As the film continually moves from the past to the present and covers only three of the murders, there are many repetitive scenes of Dahmer luring his victims by offering them drinks; such as, the one in a gay disco bar where he laces with drugs the drinks he buys for his vics and then rapes them nearby when he drags their unconscious bodies away from the bar. As the film highlighted his life, it somehow never got around to what motivated him to eat and have sex with the young men victims when they were corpses, nor did it show him in his cannibalism mode actually eating the corpses. I learned more about Dahmer from reading the newspapers at the time, than I did from this film. I would have expected more clarity about Dahmer’s homophobia, as I was not quite satisfied to have him simply pictured as this monstrous nerd who has the ability to be so appealing that he can have his potential victims so unwary that they would let their guard down despite his weird behavior and just follow him willingly into his apartment for a drink or a smoke. The film seemed to be desperate to find an excuse for what Dahmer did but couldn’t since it never got to his psyche, and therefore most of Dahmer’s story seemed futile — a rehash of old news without anything new to tell.

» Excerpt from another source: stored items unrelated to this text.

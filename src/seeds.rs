//! Built-in Batak course: two lessons covering every challenge type, plus a
//! starter word bank. Guarantees the app is usable without a content bank.

use crate::config::{
  ChallengeCfg, ContentBank, CourseCfg, LessonCfg, OptionCfg, PairCfg, UnitCfg, WordCfg,
};

fn options(items: &[(&str, bool)]) -> Vec<OptionCfg> {
  items
    .iter()
    .map(|(text, correct)| OptionCfg { text: (*text).into(), correct: *correct, image_src: None, audio_src: None })
    .collect()
}

fn pairs(items: &[(&str, &str)]) -> Vec<PairCfg> {
  items
    .iter()
    .map(|(batak, indonesia)| PairCfg { batak: (*batak).into(), indonesia: (*indonesia).into(), image_src: None })
    .collect()
}

fn challenge(kind: &str, question: &str, opts: Vec<OptionCfg>, prs: Vec<PairCfg>) -> ChallengeCfg {
  ChallengeCfg { kind: kind.into(), question: question.into(), order: None, options: opts, pairs: prs }
}

fn word(batak: &str, latin: &str, indonesia: &str, word_type: &str, tags: &str) -> WordCfg {
  WordCfg {
    batak: batak.into(),
    latin: latin.into(),
    indonesia: indonesia.into(),
    word_type: Some(word_type.into()),
    tags: Some(tags.into()),
    image_url: None,
    audio_url: None,
  }
}

fn lesson_intro() -> LessonCfg {
  LessonCfg {
    title: "Pengenalan Kata".into(),
    order: Some(1),
    challenges: vec![
      challenge("VOCAB_INTRO", "Pelajari kata 'ibu' dalam aksara Batak", options(&[("ᯇᯉᯰᯰ", true)]), vec![]),
      challenge(
        "SELECT",
        "Yang mana terjemahan dari 'ibu'?",
        options(&[("ᯇᯉᯰᯰ", true), ("ᯎᯒ", false), ("ᯀ", false), ("ᯉᯰ", false)]),
        vec![],
      ),
      challenge(
        "FILL_BLANK",
        "______ berarti ibu dalam bahasa Batak",
        options(&[("ᯇᯉᯰᯰ", true), ("ᯒ", false), ("ᯎᯀ", false), ("ᯀ", false)]),
        vec![],
      ),
      challenge(
        "MATCHING",
        "Pasangkan kata Batak dengan terjemahan Indonesianya:",
        vec![],
        pairs(&[("ᯇᯉᯰᯰ", "ibu"), ("ᯎᯒ", "nama"), ("ᯀ", "dia")]),
      ),
      challenge(
        "ASSIST",
        "Tulis kata 'ibu' dalam aksara Batak",
        options(&[("ᯇ", true), ("ᯉᯰᯰ", true), ("ᯎ", false), ("ᯒ", false), ("ᯀ", false)]),
        vec![],
      ),
      challenge(
        "ARRANGE",
        "Susun kata-kata berikut untuk membentuk kalimat yang benar: 'Nama dia ibu'",
        options(&[("ᯎᯒ", true), ("ᯀ", true), ("ᯇᯉᯰᯰ", true), ("ᯎ", false)]),
        vec![],
      ),
    ],
  }
}

fn lesson_family() -> LessonCfg {
  LessonCfg {
    title: "Keluarga".into(),
    order: Some(2),
    challenges: vec![
      challenge("VOCAB_INTRO", "Pelajari kata 'ayah' dalam aksara Batak", options(&[("ᯇᯒ", true)]), vec![]),
      challenge(
        "SELECT",
        "Pilih terjemahan yang tepat untuk 'ᯇᯒ'",
        options(&[("ayah", true), ("ibu", false), ("anak", false), ("nama", false)]),
        vec![],
      ),
      challenge(
        "FILL_BLANK",
        "______ adalah cara mengatakan 'saya' dalam aksara Batak",
        options(&[("ᯀᯔ", true), ("ᯍᯭ", false), ("ᯀ", false), ("ᯇᯒ", false)]),
        vec![],
      ),
      challenge(
        "MATCHING",
        "Pasangkan kata ganti dengan terjemahannya:",
        vec![],
        pairs(&[("ᯀᯔ", "saya"), ("ᯍᯭ", "kamu"), ("ᯀ", "dia")]),
      ),
      challenge(
        "ASSIST",
        "Tulis kata 'ayah' dalam aksara Batak",
        options(&[("ᯇ", true), ("ᯒ", true), ("ᯉᯰᯰ", false), ("ᯎ", false), ("ᯀ", false)]),
        vec![],
      ),
      challenge(
        "ARRANGE",
        "Susun kata-kata untuk membentuk: 'Saya anak laki-laki'",
        options(&[("ᯀᯔ", true), ("ᯅᯩ", true), ("ᯇᯒ", false), ("ᯍᯭ", false)]),
        vec![],
      ),
    ],
  }
}

/// The built-in course as a content bank, loaded through the same path as TOML banks.
pub fn seed_bank() -> ContentBank {
  ContentBank {
    courses: vec![CourseCfg {
      title: "Batak".into(),
      image_src: "/batak.svg".into(),
      units: vec![UnitCfg {
        title: "Unit 1".into(),
        description: "Belajar dasar bahasa Batak".into(),
        order: Some(1),
        lessons: vec![lesson_intro(), lesson_family()],
      }],
    }],
    words: vec![
      word("ᯇ", "i", "ibu", "noun", "keluarga"),
      word("ᯉᯰᯰ", "nang", "ibu", "noun", "keluarga"),
      word("ᯎ", "a", "nama", "noun", "identitas"),
      word("ᯒ", "ru", "nama", "noun", "identitas"),
      word("ᯀ", "na", "dia", "pronoun", "pronomina"),
      word("ᯅᯩ", "boi", "anak laki-laki", "noun", "keluarga"),
      word("ᯅᯅᯩ", "boru", "anak perempuan", "noun", "keluarga"),
      word("ᯀᯔ", "au", "saya", "pronoun", "pronomina"),
      word("ᯍᯭ", "ho", "kamu", "pronoun", "pronomina"),
      word("ᯇᯒ", "ama", "ayah", "noun", "keluarga"),
    ],
    phrases: vec![],
    stop_words: vec![],
  }
}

It’s not that “Dahmer” was a bad film, which it certainly wasn’t, but it was a pointless one that was more unsettling than informative or probing. As you would expect he was not a pleasant character, and though his part was well-acted in an understated manner by Jeremy Renner — his characterization still was unable to shed any light on who he was and why he did such horrible things. We only see one side of him: his egotism, his arrogance, his gloomy outlook on life and his urge to take things by force. Despite this attempt by writer/director Jacobson to humanize and show how vulnerable he was, Dahmer still appears as a monster we know little about. Perhaps this is the only way it could be, and that those whose agenda is to argue against the death penalty often cite as one of the reasons that they prefer jail time to death is so they could study the criminal. But no one studied Dahmer in prison, or if they did — they came up empty and have no more to say about him than what the newspapers gathered in their headline feeding frenzies.

REVIEWED ON 9/17/2002 GRADE: C +

Dennis Schwartz: “Ozus’ World Movie Reviews”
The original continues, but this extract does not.